## Problem details
All lines of the entries with "flight" in them must be listed.

Data records
● ● ● ● ● ● ●

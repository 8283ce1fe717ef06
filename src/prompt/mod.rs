//! Prompt construction subsystem.
//!
//! # Data Flow
//! ```text
//! Validated payload fields
//!     → escape.rs (entity-escape tag boundary characters)
//!     → template.rs (interpolate into tagged prompt sections)
//!     → OptimizationPrompt (system instruction + user prompt)
//!     → upstream generation client
//! ```
//!
//! # Design Decisions
//! - Escaping happens inside the template builder, not at call sites,
//!   so no code path can interpolate raw user text
//! - The system instruction is a compile-time constant

pub mod escape;
pub mod template;

pub use escape::escape_for_prompt;
pub use template::{OptimizationPrompt, SYSTEM_INSTRUCTION};
//! The optimize request gate.
//!
//! # Responsibilities
//! - Enforce the admission sequence for POST /optimize, in order:
//!   parse, resolve session, rate limit, require session, validate,
//!   honeypot, escape, submit, stream
//! - Keep rate limiting ahead of the session check so anonymous
//!   floods are throttled instead of probing the auth response
//!
//! # Design Decisions
//! - The limiter consumes a slot for every parseable request, even
//!   ones later rejected; retries of failing requests are not free
//! - Rejections map to ApiError; only genuinely unexpected failures
//!   become INTERNAL_ERROR, with the cause logged server-side only

use std::collections::BTreeMap;
use std::time::{SystemTime, UNIX_EPOCH};

use axum::body::{Body, Bytes};
use axum::extract::State;
use axum::http::{header, HeaderMap, StatusCode};
use axum::response::Response;

use crate::http::error::ApiError;
use crate::http::payload::OptimizeRequest;
use crate::http::server::AppState;
use crate::observability::metrics;
use crate::prompt::OptimizationPrompt;
use crate::security::build_limit_key;
use crate::session::session_cookie_value;

/// POST /optimize.
pub async fn optimize_handler(
    State(state): State<AppState>,
    headers: HeaderMap,
    body: Bytes,
) -> Result<Response, ApiError> {
    // 1. Parse the body. Syntax errors end here.
    let raw: serde_json::Value =
        serde_json::from_slice(&body).map_err(|_| ApiError::InvalidJson)?;
    let payload = parse_payload(raw)?;

    // 2. Resolve the session without rejecting yet: anonymous callers
    // must still be counted by the limiter first.
    let session_id =
        session_cookie_value(&headers).and_then(|token| state.signer.verify_token(&token));

    // 3. Derive the bucket key from client identity.
    let ip = client_ip(&headers);
    let key = build_limit_key(&ip, session_id.as_deref());

    // An in-process store behind a load balancer limits nothing.
    // Startup validation normally catches this; refuse traffic in
    // case a production deployment reaches here anyway.
    if state.environment.is_production() && !state.limiter.shared() {
        tracing::error!("production traffic on a non-shared rate limit store");
        return Err(ApiError::Misconfigured);
    }

    // 4. Consume an admission slot. This happens for every request,
    // whatever the later checks decide.
    let decision = state.limiter.check_and_consume(&key).await.map_err(|error| {
        tracing::error!(error = %error, "rate limit store failure");
        ApiError::Internal
    })?;
    if !decision.allowed {
        tracing::warn!(anonymous = session_id.is_none(), "rate limit exceeded");
        metrics::record_rate_limited();
        return Err(ApiError::RateLimitExceeded {
            retry_after_secs: state.retry_after_secs,
        });
    }

    // 5. Now require a verified session.
    let Some(session_id) = session_id else {
        return Err(ApiError::SessionRequired);
    };
    tracing::debug!(session = %session_id, "session verified");

    // 6. Length bounds on the four text fields.
    payload
        .validate()
        .map_err(|details| ApiError::Validation { details })?;

    // 7. Honeypot: the hidden field stays empty for humans.
    if !payload.website.is_empty() {
        tracing::warn!("honeypot field populated, rejecting");
        return Err(ApiError::BotDetected);
    }
    if let Some(elapsed_ms) = payload.time_to_submit_ms(now_ms()) {
        tracing::debug!(time_to_submit_ms = elapsed_ms, "form timing signal");
    }

    // 8-9. Escape the free-text fields into the prompt and submit.
    let prompt = OptimizationPrompt::build(
        &payload.job_description,
        &payload.current_role,
        &payload.target_role,
        &payload.resume_text,
    );
    let stream = state
        .generator
        .stream_optimization(&prompt)
        .await
        .map_err(|error| {
            tracing::error!(error = %error, "generation call failed");
            ApiError::Internal
        })?;

    tracing::info!(remaining = decision.remaining, "optimization admitted");
    metrics::record_request("OK");

    // 10. Forward chunks as they arrive.
    Response::builder()
        .status(StatusCode::OK)
        .header(header::CONTENT_TYPE, "text/event-stream")
        .body(Body::from_stream(stream))
        .map_err(|error| {
            tracing::error!(error = %error, "failed to build streaming response");
            ApiError::Internal
        })
}

/// Map structurally-wrong payloads (for example a numeric field where
/// a string belongs) to a validation rejection rather than a parse
/// rejection: the body was valid JSON, its shape was not.
fn parse_payload(raw: serde_json::Value) -> Result<OptimizeRequest, ApiError> {
    serde_json::from_value(raw).map_err(|_| {
        let mut details = BTreeMap::new();
        details.insert(
            "payload".to_string(),
            "Text fields must be strings.".to_string(),
        );
        ApiError::Validation { details }
    })
}

/// Resolve the client IP: first hop of x-forwarded-for, then
/// x-real-ip, then "unknown". Headers are set by the fronting proxy;
/// absent one, all direct traffic shares the unknown bucket.
fn client_ip(headers: &HeaderMap) -> String {
    if let Some(forwarded) = headers
        .get("x-forwarded-for")
        .and_then(|value| value.to_str().ok())
        .and_then(|value| value.split(',').next())
        .map(str::trim)
        .filter(|value| !value.is_empty())
    {
        return forwarded.to_string();
    }

    headers
        .get("x-real-ip")
        .and_then(|value| value.to_str().ok())
        .map(str::trim)
        .filter(|value| !value.is_empty())
        .map(str::to_string)
        .unwrap_or_else(|| "unknown".to_string())
}

fn now_ms() -> i64 {
    SystemTime::now()
        .duration_since(UNIX_EPOCH)
        .unwrap_or_default()
        .as_millis() as i64
}
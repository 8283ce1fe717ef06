//! Request-admission gateway for a text-generation API.

pub mod config;
pub mod http;
pub mod observability;
pub mod prompt;
pub mod security;
pub mod session;
pub mod upstream;

pub use config::GatewayConfig;
pub use http::{AppState, GatewayServer};
pub use session::TokenSigner;
//! Signed session tokens.
//!
//! # Responsibilities
//! - Mint `id.signature` tokens from a CSPRNG id and an HMAC-SHA256 tag
//! - Verify presented tokens without ever panicking on malformed input
//! - Resolve the signing secret per deployment mode
//!
//! # Design Decisions
//! - Verification failures return None, never an error: malformed
//!   client input must not disturb handler control flow
//! - Signature comparison is constant-time (subtle) to resist timing
//!   probes against the HMAC tag
//! - base64url without padding keeps tokens cookie-safe

use base64::engine::general_purpose::URL_SAFE_NO_PAD;
use base64::Engine as _;
use hmac::{Hmac, Mac};
use rand::RngCore;
use sha2::Sha256;
use subtle::ConstantTimeEq;
use thiserror::Error;

use crate::config::Environment;

type HmacSha256 = Hmac<Sha256>;

/// Random id length in bytes, before base64 encoding.
pub const SESSION_ID_BYTES: usize = 16;

/// Minimum secret length accepted in production.
pub const MIN_SECRET_LEN: usize = 16;

/// Separator between the id and signature portions of a token.
const SEPARATOR: char = '.';

/// Fixed fallback secret for local development only.
const DEV_SECRET: &str = "dev-session-secret-min-16ch";

/// Raised when production runs without a usable signing secret.
#[derive(Debug, Error)]
#[error("session secret must be set to at least {MIN_SECRET_LEN} characters in production")]
pub struct SecretError;

/// Mints and verifies signed session tokens.
pub struct TokenSigner {
    secret: Vec<u8>,
}

impl TokenSigner {
    /// Resolve the signing secret for the given deployment mode.
    ///
    /// A missing or short secret is fatal in production. Development
    /// substitutes a fixed local secret so the gateway stays usable
    /// without any environment setup.
    pub fn new(environment: Environment, secret: Option<&str>) -> Result<Self, SecretError> {
        match secret {
            Some(secret) if secret.len() >= MIN_SECRET_LEN => Ok(Self {
                secret: secret.as_bytes().to_vec(),
            }),
            _ if environment.is_production() => Err(SecretError),
            _ => Ok(Self {
                secret: DEV_SECRET.as_bytes().to_vec(),
            }),
        }
    }

    /// Mint a fresh token: random id, HMAC-SHA256 signature, joined
    /// as `id.signature` in unpadded base64url.
    pub fn create_token(&self) -> String {
        let mut id_bytes = [0u8; SESSION_ID_BYTES];
        rand::rngs::OsRng.fill_bytes(&mut id_bytes);
        let id = URL_SAFE_NO_PAD.encode(id_bytes);
        let signature = URL_SAFE_NO_PAD.encode(self.sign(&id));
        format!("{id}{SEPARATOR}{signature}")
    }

    /// Verify a presented token and return the embedded session id.
    ///
    /// Rejects tokens with no separator, an empty id, or an empty
    /// signature; otherwise recomputes the expected signature and
    /// compares in constant time. Returns None on any failure.
    pub fn verify_token(&self, token: &str) -> Option<String> {
        let idx = token.find(SEPARATOR)?;
        if idx == 0 || idx == token.len() - 1 {
            return None;
        }

        let (id, signature) = (&token[..idx], &token[idx + 1..]);
        let provided = URL_SAFE_NO_PAD.decode(signature).ok()?;
        let expected = self.sign(id);

        if provided.len() != expected.len() {
            return None;
        }
        bool::from(provided.ct_eq(&expected)).then(|| id.to_string())
    }

    fn sign(&self, id: &str) -> [u8; 32] {
        // HMAC accepts keys of any length, so this cannot fail.
        let mut mac = HmacSha256::new_from_slice(&self.secret)
            .expect("HMAC key length is unrestricted");
        mac.update(id.as_bytes());
        mac.finalize().into_bytes().into()
    }
}
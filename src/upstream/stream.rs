//! Streaming response forwarding with byte accounting.

use std::pin::Pin;
use std::task::{Context, Poll};
use std::time::Instant;

use bytes::Bytes;
use futures_util::Stream;

use crate::observability::metrics;
use crate::upstream::client::UpstreamError;

/// Wraps the upstream body stream, counting forwarded bytes and
/// emitting one observability event per stream outcome: completed,
/// failed mid-flight, or abandoned by the client. Abandonment is
/// detected in Drop, which axum runs when the client disconnects and
/// the response body is discarded.
pub struct MeteredStream {
    inner: Pin<Box<dyn Stream<Item = Result<Bytes, reqwest::Error>> + Send>>,
    bytes_forwarded: u64,
    started: Instant,
    finished: bool,
}

impl MeteredStream {
    pub(crate) fn new(
        inner: impl Stream<Item = Result<Bytes, reqwest::Error>> + Send + 'static,
    ) -> Self {
        Self {
            inner: Box::pin(inner),
            bytes_forwarded: 0,
            started: Instant::now(),
            finished: false,
        }
    }
}

impl Stream for MeteredStream {
    type Item = Result<Bytes, UpstreamError>;

    fn poll_next(mut self: Pin<&mut Self>, cx: &mut Context<'_>) -> Poll<Option<Self::Item>> {
        let this = self.as_mut().get_mut();
        match this.inner.as_mut().poll_next(cx) {
            Poll::Ready(Some(Ok(chunk))) => {
                this.bytes_forwarded += chunk.len() as u64;
                Poll::Ready(Some(Ok(chunk)))
            }
            Poll::Ready(Some(Err(error))) => {
                this.finished = true;
                tracing::error!(
                    error = %error,
                    bytes = this.bytes_forwarded,
                    "generation stream failed mid-flight"
                );
                metrics::record_stream(this.bytes_forwarded, this.started.elapsed(), false);
                Poll::Ready(Some(Err(UpstreamError::Stream(error))))
            }
            Poll::Ready(None) => {
                this.finished = true;
                tracing::info!(
                    bytes = this.bytes_forwarded,
                    elapsed_ms = this.started.elapsed().as_millis() as u64,
                    "generation stream completed"
                );
                metrics::record_stream(this.bytes_forwarded, this.started.elapsed(), true);
                Poll::Ready(None)
            }
            Poll::Pending => Poll::Pending,
        }
    }
}

impl Drop for MeteredStream {
    fn drop(&mut self) {
        if !self.finished {
            tracing::info!(
                bytes = self.bytes_forwarded,
                elapsed_ms = self.started.elapsed().as_millis() as u64,
                "generation stream abandoned before completion"
            );
            metrics::record_stream(self.bytes_forwarded, self.started.elapsed(), false);
        }
    }
}

#[cfg(test)]
mod tests {
    use super::*;
    use futures_util::StreamExt;

    #[tokio::test]
    async fn test_counts_forwarded_bytes() {
        let chunks = vec![
            Ok::<_, reqwest::Error>(Bytes::from_static(b"hello ")),
            Ok(Bytes::from_static(b"world")),
        ];
        let mut stream = MeteredStream::new(futures_util::stream::iter(chunks));

        let mut total = 0;
        while let Some(chunk) = stream.next().await {
            total += chunk.unwrap().len();
        }

        assert_eq!(total, 11);
        assert_eq!(stream.bytes_forwarded, 11);
        assert!(stream.finished);
    }

    #[tokio::test]
    async fn test_empty_stream_completes() {
        let mut stream =
            MeteredStream::new(futures_util::stream::iter(Vec::<Result<Bytes, reqwest::Error>>::new()));

        assert!(stream.next().await.is_none());
        assert_eq!(stream.bytes_forwarded, 0);
        assert!(stream.finished);
    }
}
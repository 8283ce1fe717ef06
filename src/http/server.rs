//! HTTP server setup and configuration.
//!
//! # Responsibilities
//! - Build runtime state from validated configuration
//! - Create the Axum router with the optimize and session handlers
//! - Wire up middleware (tracing, timeout, body limit, session bootstrap)
//! - Bind to a listener and serve with graceful shutdown

use std::sync::Arc;
use std::time::Duration;

use anyhow::Context;
use axum::routing::{get, post};
use axum::{middleware, Json, Router};
use serde_json::json;
use tokio::net::TcpListener;
use tower_http::limit::RequestBodyLimitLayer;
use tower_http::timeout::TimeoutLayer;
use tower_http::trace::TraceLayer;

use crate::config::{Environment, GatewayConfig};
use crate::http::optimize::optimize_handler;
use crate::security::{MemoryStore, RateLimitStore, RedisStore};
use crate::session::{session_bootstrap, TokenSigner};
use crate::upstream::GenerationClient;

/// Application state injected into handlers.
#[derive(Clone)]
pub struct AppState {
    pub environment: Environment,
    pub signer: Arc<TokenSigner>,
    pub limiter: Arc<dyn RateLimitStore>,
    pub generator: Arc<GenerationClient>,
    pub cookie_max_age_secs: u64,
    pub retry_after_secs: u64,
}

impl AppState {
    /// Build runtime state from validated configuration. Connects to
    /// Redis when configured, otherwise falls back to the in-process
    /// store (development only; production validation requires Redis).
    pub async fn from_config(config: &GatewayConfig) -> anyhow::Result<Self> {
        let signer = TokenSigner::new(config.environment, config.session.secret.as_deref())
            .context("session signing unavailable")?;

        let window = Duration::from_secs(config.rate_limit.window_secs);
        let limiter: Arc<dyn RateLimitStore> = match &config.rate_limit.redis_url {
            Some(url) => {
                let store = RedisStore::connect(url, window, config.rate_limit.max_requests)
                    .await
                    .context("failed to connect to the rate limit store")?;
                tracing::info!("rate limiting backed by shared Redis store");
                Arc::new(store)
            }
            None => {
                tracing::info!("rate limiting backed by in-process store");
                Arc::new(MemoryStore::new(window, config.rate_limit.max_requests))
            }
        };

        let generator = GenerationClient::new(&config.upstream)
            .context("failed to build the generation API client")?;

        Ok(Self {
            environment: config.environment,
            signer: Arc::new(signer),
            limiter,
            generator: Arc::new(generator),
            cookie_max_age_secs: config.session.cookie_max_age_secs,
            retry_after_secs: config.rate_limit.window_secs,
        })
    }
}

/// HTTP server for the optimizer gateway.
pub struct GatewayServer {
    router: Router,
}

impl GatewayServer {
    /// Create a new server over prepared state.
    pub fn new(config: &GatewayConfig, state: AppState) -> Self {
        Self {
            router: Self::build_router(config, state),
        }
    }

    /// Build the Axum router with all middleware layers.
    fn build_router(config: &GatewayConfig, state: AppState) -> Router {
        Router::new()
            .route("/optimize", post(optimize_handler))
            .route("/session", get(session_handler))
            .layer(middleware::from_fn_with_state(
                state.clone(),
                session_bootstrap,
            ))
            .layer(RequestBodyLimitLayer::new(config.limits.max_body_bytes))
            .layer(TimeoutLayer::new(Duration::from_secs(
                config.timeouts.request_secs,
            )))
            .layer(TraceLayer::new_for_http())
            .with_state(state)
    }

    /// Run the server, accepting connections on the given listener.
    pub async fn run(self, listener: TcpListener) -> Result<(), std::io::Error> {
        let addr = listener.local_addr()?;
        tracing::info!(address = %addr, "HTTP server starting");

        axum::serve(listener, self.router)
            .with_graceful_shutdown(shutdown_signal())
            .await?;

        tracing::info!("HTTP server stopped");
        Ok(())
    }
}

/// GET /session. The bootstrap middleware mints the cookie; the body
/// just acknowledges, so non-browser clients have a first call to make.
async fn session_handler() -> Json<serde_json::Value> {
    Json(json!({ "ok": true }))
}

/// Wait for Ctrl+C or SIGTERM.
async fn shutdown_signal() {
    let ctrl_c = async {
        tokio::signal::ctrl_c()
            .await
            .expect("failed to install Ctrl+C handler");
    };

    #[cfg(unix)]
    let terminate = async {
        tokio::signal::unix::signal(tokio::signal::unix::SignalKind::terminate())
            .expect("failed to install SIGTERM handler")
            .recv()
            .await;
    };

    #[cfg(not(unix))]
    let terminate = std::future::pending::<()>();

    tokio::select! {
        _ = ctrl_c => {},
        _ = terminate => {},
    }

    tracing::info!("shutdown signal received");
}
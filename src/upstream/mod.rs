//! Upstream generation subsystem.
//!
//! # Data Flow
//! ```text
//! OptimizationPrompt
//!     → client.rs (POST chat/completions, stream: true)
//!     → stream.rs (MeteredStream wraps the byte stream)
//!     → axum Body::from_stream → client
//! ```

pub mod client;
pub mod stream;

pub use client::{GenerationClient, UpstreamError};
pub use stream::MeteredStream;
//! Error taxonomy for the request gate.
//!
//! Every rejection becomes a JSON body `{error, code, ...}` with a
//! stable `code` for programmatic branching. Internal causes are
//! logged at the call site and collapsed to INTERNAL_ERROR here so no
//! stack detail reaches the caller.

use std::collections::BTreeMap;

use axum::http::{header, StatusCode};
use axum::response::{IntoResponse, Response};
use axum::Json;
use serde_json::json;
use thiserror::Error;

use crate::observability::metrics;

/// Rejection reasons, ordered as the gate checks them.
/// The Display string doubles as the user-facing `error` field.
#[derive(Debug, Error)]
pub enum ApiError {
    #[error("Invalid JSON body.")]
    InvalidJson,

    #[error("A session is required. Call GET /session first to obtain one.")]
    SessionRequired,

    #[error("Too many requests. Please try again shortly.")]
    RateLimitExceeded { retry_after_secs: u64 },

    #[error("The submitted form failed validation.")]
    Validation { details: BTreeMap<String, String> },

    #[error("Request rejected.")]
    BotDetected,

    #[error("The server is not configured for this deployment mode.")]
    Misconfigured,

    #[error("An unexpected error occurred.")]
    Internal,
}

impl ApiError {
    /// Stable machine-readable rejection code.
    pub fn code(&self) -> &'static str {
        match self {
            ApiError::InvalidJson => "INVALID_JSON",
            ApiError::SessionRequired => "SESSION_REQUIRED",
            ApiError::RateLimitExceeded { .. } => "RATE_LIMIT_EXCEEDED",
            ApiError::Validation { .. } => "VALIDATION_ERROR",
            ApiError::BotDetected => "BOT_DETECTED",
            ApiError::Misconfigured => "SERVER_MISCONFIGURED",
            ApiError::Internal => "INTERNAL_ERROR",
        }
    }

    pub fn status(&self) -> StatusCode {
        match self {
            ApiError::InvalidJson | ApiError::Validation { .. } => StatusCode::BAD_REQUEST,
            ApiError::SessionRequired => StatusCode::UNAUTHORIZED,
            ApiError::RateLimitExceeded { .. } => StatusCode::TOO_MANY_REQUESTS,
            ApiError::BotDetected => StatusCode::FORBIDDEN,
            ApiError::Misconfigured => StatusCode::SERVICE_UNAVAILABLE,
            ApiError::Internal => StatusCode::INTERNAL_SERVER_ERROR,
        }
    }
}

impl IntoResponse for ApiError {
    fn into_response(self) -> Response {
        metrics::record_request(self.code());

        let mut body = json!({
            "error": self.to_string(),
            "code": self.code(),
        });
        match &self {
            ApiError::RateLimitExceeded { retry_after_secs } => {
                body["retryAfter"] = json!(retry_after_secs);
            }
            ApiError::Validation { details } => {
                body["details"] = json!(details);
            }
            _ => {}
        }

        let mut response = (self.status(), Json(body)).into_response();
        if let ApiError::RateLimitExceeded { retry_after_secs } = &self {
            if let Ok(value) = header::HeaderValue::from_str(&retry_after_secs.to_string()) {
                response.headers_mut().insert(header::RETRY_AFTER, value);
            }
        }
        response
    }
}

#[cfg(test)]
mod tests {
    use super::*;

    async fn response_json(response: Response) -> serde_json::Value {
        let bytes = axum::body::to_bytes(response.into_body(), 64 * 1024)
            .await
            .unwrap();
        serde_json::from_slice(&bytes).unwrap()
    }

    #[test]
    fn test_status_mapping() {
        assert_eq!(ApiError::InvalidJson.status(), StatusCode::BAD_REQUEST);
        assert_eq!(ApiError::SessionRequired.status(), StatusCode::UNAUTHORIZED);
        assert_eq!(
            ApiError::RateLimitExceeded { retry_after_secs: 60 }.status(),
            StatusCode::TOO_MANY_REQUESTS
        );
        assert_eq!(
            ApiError::Validation { details: BTreeMap::new() }.status(),
            StatusCode::BAD_REQUEST
        );
        assert_eq!(ApiError::BotDetected.status(), StatusCode::FORBIDDEN);
        assert_eq!(ApiError::Misconfigured.status(), StatusCode::SERVICE_UNAVAILABLE);
        assert_eq!(ApiError::Internal.status(), StatusCode::INTERNAL_SERVER_ERROR);
    }

    #[tokio::test]
    async fn test_rate_limit_response_carries_retry_after() {
        let response = ApiError::RateLimitExceeded { retry_after_secs: 60 }.into_response();

        assert_eq!(response.status(), StatusCode::TOO_MANY_REQUESTS);
        assert_eq!(response.headers()[header::RETRY_AFTER], "60");

        let body = response_json(response).await;
        assert_eq!(body["code"], "RATE_LIMIT_EXCEEDED");
        assert_eq!(body["retryAfter"], 60);
        assert!(body["error"].is_string());
    }

    #[tokio::test]
    async fn test_validation_response_carries_details() {
        let mut details = BTreeMap::new();
        details.insert(
            "jobDescription".to_string(),
            "Please provide a longer job description.".to_string(),
        );
        let response = ApiError::Validation { details }.into_response();

        assert_eq!(response.status(), StatusCode::BAD_REQUEST);
        let body = response_json(response).await;
        assert_eq!(body["code"], "VALIDATION_ERROR");
        assert_eq!(
            body["details"]["jobDescription"],
            "Please provide a longer job description."
        );
    }

    #[tokio::test]
    async fn test_internal_error_reveals_nothing() {
        let response = ApiError::Internal.into_response();
        let body = response_json(response).await;

        assert_eq!(body["code"], "INTERNAL_ERROR");
        assert_eq!(body["error"], "An unexpected error occurred.");
        assert!(body.get("details").is_none());
    }
}
// src/catalog.rs
//! # Catalog
//! Static description of what to quote (items and their sources) and who
//! does the work (fetchers). No behaviour beyond eligibility rules.
//!
//! - A **source** is eligible iff it is enabled and names an enabled fetcher
//!   that exists in the catalog.
//! - An **item** is eligible iff it is enabled and has at least one eligible
//!   source.

use std::collections::BTreeMap;
use std::fmt;
use std::sync::Arc;

use crate::scrape::QuoteParser;

/// A named, concurrency-bounded scraper.
#[derive(Clone)]
pub struct Fetcher {
    pub name: String,
    pub disabled: bool,
    /// Max simultaneous attempts. Zero is treated as one.
    pub concurrency: usize,
    pub parser: Arc<dyn QuoteParser>,
}

impl Fetcher {
    pub fn new(name: impl Into<String>, parser: Arc<dyn QuoteParser>) -> Self {
        Self {
            name: name.into(),
            disabled: false,
            concurrency: 1,
            parser,
        }
    }

    pub fn with_concurrency(mut self, n: usize) -> Self {
        self.concurrency = n;
        self
    }

    pub fn disabled(mut self) -> Self {
        self.disabled = true;
        self
    }

    pub fn workers(&self) -> usize {
        self.concurrency.max(1)
    }
}

impl fmt::Debug for Fetcher {
    fn fmt(&self, f: &mut fmt::Formatter<'_>) -> fmt::Result {
        f.debug_struct("Fetcher")
            .field("name", &self.name)
            .field("disabled", &self.disabled)
            .field("concurrency", &self.concurrency)
            .field("parser", &self.parser.name())
            .finish()
    }
}

#[derive(Debug, Clone, PartialEq, Eq)]
pub struct Source {
    pub fetcher: String,
    pub url: String,
    pub disabled: bool,
}

impl Source {
    pub fn new(fetcher: impl Into<String>, url: impl Into<String>) -> Self {
        Self {
            fetcher: fetcher.into(),
            url: url.into(),
            disabled: false,
        }
    }

    pub fn disabled(mut self) -> Self {
        self.disabled = true;
        self
    }
}

#[derive(Debug, Clone, PartialEq, Eq)]
pub struct Item {
    pub id: String,
    pub name: String,
    pub isin: String,
    pub disabled: bool,
    pub sources: Vec<Source>,
}

impl Item {
    pub fn new(id: impl Into<String>, name: impl Into<String>, isin: impl Into<String>) -> Self {
        Self {
            id: id.into(),
            name: name.into(),
            isin: isin.into(),
            disabled: false,
            sources: Vec::new(),
        }
    }

    pub fn with_source(mut self, source: Source) -> Self {
        self.sources.push(source);
        self
    }

    pub fn disabled(mut self) -> Self {
        self.disabled = true;
        self
    }
}

/// Items and fetchers for one dispatch run. Ordered maps keep iteration
/// deterministic, which the work-unit builder relies on before shuffling.
#[derive(Debug, Clone, Default)]
pub struct Catalog {
    fetchers: BTreeMap<String, Fetcher>,
    items: BTreeMap<String, Item>,
}

impl Catalog {
    pub fn new() -> Self {
        Self::default()
    }

    /// Adds a fetcher, replacing any previous one with the same name.
    pub fn with_fetcher(mut self, fetcher: Fetcher) -> Self {
        self.fetchers.insert(fetcher.name.clone(), fetcher);
        self
    }

    /// Adds an item, replacing any previous one with the same id.
    pub fn with_item(mut self, item: Item) -> Self {
        self.items.insert(item.id.clone(), item);
        self
    }

    pub fn fetcher(&self, name: &str) -> Option<&Fetcher> {
        self.fetchers.get(name)
    }

    pub fn fetchers(&self) -> impl Iterator<Item = &Fetcher> {
        self.fetchers.values()
    }

    pub fn item(&self, id: &str) -> Option<&Item> {
        self.items.get(id)
    }

    pub fn items(&self) -> impl Iterator<Item = &Item> {
        self.items.values()
    }

    pub fn is_source_eligible(&self, source: &Source) -> bool {
        !source.disabled
            && self
                .fetchers
                .get(&source.fetcher)
                .is_some_and(|f| !f.disabled)
    }

    pub fn is_item_eligible(&self, item: &Item) -> bool {
        !item.disabled && item.sources.iter().any(|s| self.is_source_eligible(s))
    }

    pub fn eligible_items(&self) -> impl Iterator<Item = &Item> {
        self.items().filter(|it| self.is_item_eligible(it))
    }
}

● ● ● ● ● ● ●

## Problem solution
/// failed mid-flight, or abandoned by the client. Abandonment is
                    "generation stream failed mid-flight"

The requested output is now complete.